She blinked at him owlishly. ‘Are you drunk?’
‘Certainly not.’
‘Then I must be, for you cannot possibly be proposing marriage. Apart from the fact that we’ve only just met, I thought I had made it plain that I will never—absolutely never again—surrender my independence.’
‘I’m not asking you to. I’m actually making it easier for you to retain it, because if we get married, I can pay off all those debts that bastard of a husband of yours acquired and then you really will be free.’
‘But I’d be married to you.’
‘In name only.’
‘I owe a small fortune. I couldn’t take it from you just for the price of putting my name on a bit of paper.’
‘You’d have to come with me to Strone Bridge. The clause that specified my spending a year there doesn’t actually include my wife, but all the same, I think you’d have to come with me for a wee while, at least.’
‘That would not be a problem since, as you have already deduced, I’m going to be homeless very shortly, and would appreciate a change of scene, but I simply couldn’t think of accepting such a huge amount of money and give so little in return.’
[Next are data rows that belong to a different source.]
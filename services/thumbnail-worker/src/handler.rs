//! Event handling: one storage-change notification in, two thumbnails and
//! one record update out.
//!
//! Failure at any step aborts the invocation with the error re-raised, so
//! the platform's redelivery and dead-letter policy applies. No step is
//! compensated; re-running the whole invocation converges because every
//! written value is a deterministic function of the original object.

use std::sync::Arc;

use aws_lambda_events::event::s3::S3Event;
use bytes::Bytes;
use error_types::AppError;
use object_store::{ObjectIdentity, ObjectStore};
use record_store::UploadRecords;
use tracing::{error, info, warn};

use crate::paths::{
    decode_object_key, is_thumbnail_key, thumbnail_key, THUMB_LARGE_WIDTH, THUMB_SMALL_WIDTH,
};
use crate::processor::ThumbnailProcessor;

/// Bucket and decoded key of the single created object a notification
/// describes.
#[derive(Debug, Clone, PartialEq, Eq)]
pub struct NotificationTarget {
    pub bucket: String,
    pub key: String,
}

/// Extracts the target object from a notification. Returns `None` for an
/// empty event or a record missing its bucket or key; there is nothing to
/// process in either case.
pub fn notification_target(event: &S3Event) -> Option<NotificationTarget> {
    let record = event.records.first()?;
    let bucket = record.s3.bucket.name.as_deref()?;
    let key = record.s3.object.key.as_deref()?;

    Some(NotificationTarget {
        bucket: bucket.to_string(),
        key: decode_object_key(key),
    })
}

/// Per-process worker holding the service handles.
pub struct ThumbnailWorker {
    s3: aws_sdk_s3::Client,
    records: UploadRecords,
    processor: Arc<ThumbnailProcessor>,
}

impl ThumbnailWorker {
    pub fn new(
        s3: aws_sdk_s3::Client,
        records: UploadRecords,
        processor: ThumbnailProcessor,
    ) -> Self {
        Self {
            s3,
            records,
            processor: Arc::new(processor),
        }
    }

    /// Handles one invocation end to end.
    #[tracing::instrument(skip_all)]
    pub async fn handle(&self, event: S3Event) -> error_types::Result<()> {
        let Some(target) = notification_target(&event) else {
            warn!("notification carries no processable record");
            return Ok(());
        };

        // A derived write must not re-trigger the pipeline.
        if is_thumbnail_key(&target.key) {
            info!(key = %target.key, "object is already a thumbnail, skipping");
            return Ok(());
        }

        info!(bucket = %target.bucket, key = %target.key, "processing original upload");

        match self.process(&target).await {
            Ok(()) => Ok(()),
            Err(err) => {
                error!(
                    bucket = %target.bucket,
                    key = %target.key,
                    error = %err,
                    "thumbnail generation failed"
                );
                Err(err)
            }
        }
    }

    async fn process(&self, target: &NotificationTarget) -> error_types::Result<()> {
        let store = ObjectStore::new(self.s3.clone(), &target.bucket);

        let fetched = store.get(&target.key).await?;
        let identity = ObjectIdentity::from_metadata(&fetched.metadata)?;

        let thumb_small_key = thumbnail_key(THUMB_SMALL_WIDTH, &target.key);
        let thumb_large_key = thumbnail_key(THUMB_LARGE_WIDTH, &target.key);

        // The two variants are independent; generate and write them
        // concurrently and join before the record update.
        tokio::try_join!(
            self.generate_and_store(&store, fetched.body.clone(), THUMB_SMALL_WIDTH, &thumb_small_key),
            self.generate_and_store(&store, fetched.body, THUMB_LARGE_WIDTH, &thumb_large_key),
        )?;

        self.records
            .mark_done(
                &identity.owner_id,
                &identity.item_id,
                &thumb_small_key,
                &thumb_large_key,
            )
            .await?;

        info!(
            owner_id = %identity.owner_id,
            item_id = %identity.item_id,
            thumb_small_key = %thumb_small_key,
            thumb_large_key = %thumb_large_key,
            "upload record marked done"
        );

        Ok(())
    }

    async fn generate_and_store(
        &self,
        store: &ObjectStore,
        original: Bytes,
        width: u32,
        key: &str,
    ) -> error_types::Result<()> {
        let data = self
            .processor
            .clone()
            .generate_async(original, width)
            .await
            .map_err(AppError::from)?;

        store.put(key, data, "image/jpeg").await?;
        info!(key = %key, width, "thumbnail stored");

        Ok(())
    }
}

#[cfg(test)]
mod tests {
    use super::*;

    fn event_for_key(key: &str) -> S3Event {
        let payload = serde_json::json!({
            "Records": [{
                "eventVersion": "2.1",
                "eventSource": "aws:s3",
                "awsRegion": "us-east-1",
                "eventTime": "2026-01-01T00:00:00.000Z",
                "eventName": "ObjectCreated:Put",
                "userIdentity": { "principalId": "AWS:EXAMPLE" },
                "requestParameters": { "sourceIPAddress": "127.0.0.1" },
                "responseElements": {
                    "x-amz-request-id": "C3D13FE58DE4C810",
                    "x-amz-id-2": "FMyUVURIY8="
                },
                "s3": {
                    "s3SchemaVersion": "1.0",
                    "configurationId": "uploads",
                    "bucket": {
                        "name": "image-uploads",
                        "ownerIdentity": { "principalId": "EXAMPLE" },
                        "arn": "arn:aws:s3:::image-uploads"
                    },
                    "object": {
                        "key": key,
                        "size": 1024,
                        "eTag": "d41d8cd98f00b204e9800998ecf8427e",
                        "sequencer": "0055AED6DCD90281E5"
                    }
                }
            }]
        });
        serde_json::from_value(payload).expect("valid S3 event payload")
    }

    #[test]
    fn target_carries_bucket_and_decoded_key() {
        let event = event_for_key("uploads/my+photo%281%29.jpg");
        let target = notification_target(&event).unwrap();
        assert_eq!(target.bucket, "image-uploads");
        assert_eq!(target.key, "uploads/my photo(1).jpg");
    }

    #[test]
    fn empty_event_has_no_target() {
        let event = S3Event { records: vec![] };
        assert!(notification_target(&event).is_none());
    }

    #[test]
    fn thumbnail_keys_are_skipped_before_any_fetch() {
        let event = event_for_key("thumbnails/200/photo.jpg");
        let target = notification_target(&event).unwrap();
        assert!(is_thumbnail_key(&target.key));
    }

    #[test]
    fn derived_keys_are_stable_across_invocations() {
        let event = event_for_key("uploads/photo.jpg");
        let first = notification_target(&event).unwrap();
        let second = notification_target(&event).unwrap();

        assert_eq!(
            thumbnail_key(THUMB_SMALL_WIDTH, &first.key),
            thumbnail_key(THUMB_SMALL_WIDTH, &second.key)
        );
        assert_eq!(
            thumbnail_key(THUMB_LARGE_WIDTH, &first.key),
            "thumbnails/400/photo.jpg"
        );
    }
}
‘What if you saw it as a wage?’ Innes asked, frowning.
‘For what?’
‘A fee, paid for professional services,’ he said, ‘and a retainer to be paid in addition each year until you are forty, which you could pay me back if you wish, when you eventually inherit, though there is no need.’
‘But I’m not a professional.’ Her eyes widened. ‘You cannot possibly mean— I told you, I was joking about the Cowgate.’
Innes laughed. ‘Not that! I meant a business professional.’ She was now looking utterly bewildered. Innes grinned. ‘The more I think about it, the more I see how perfect it is. No, wait.’ He caught her as she made to get up. ‘I promise you, I’m neither drunk nor mad. Listen.’
Ainsley sat down, folding her arms, a sceptical look on her face. ‘Five minutes.’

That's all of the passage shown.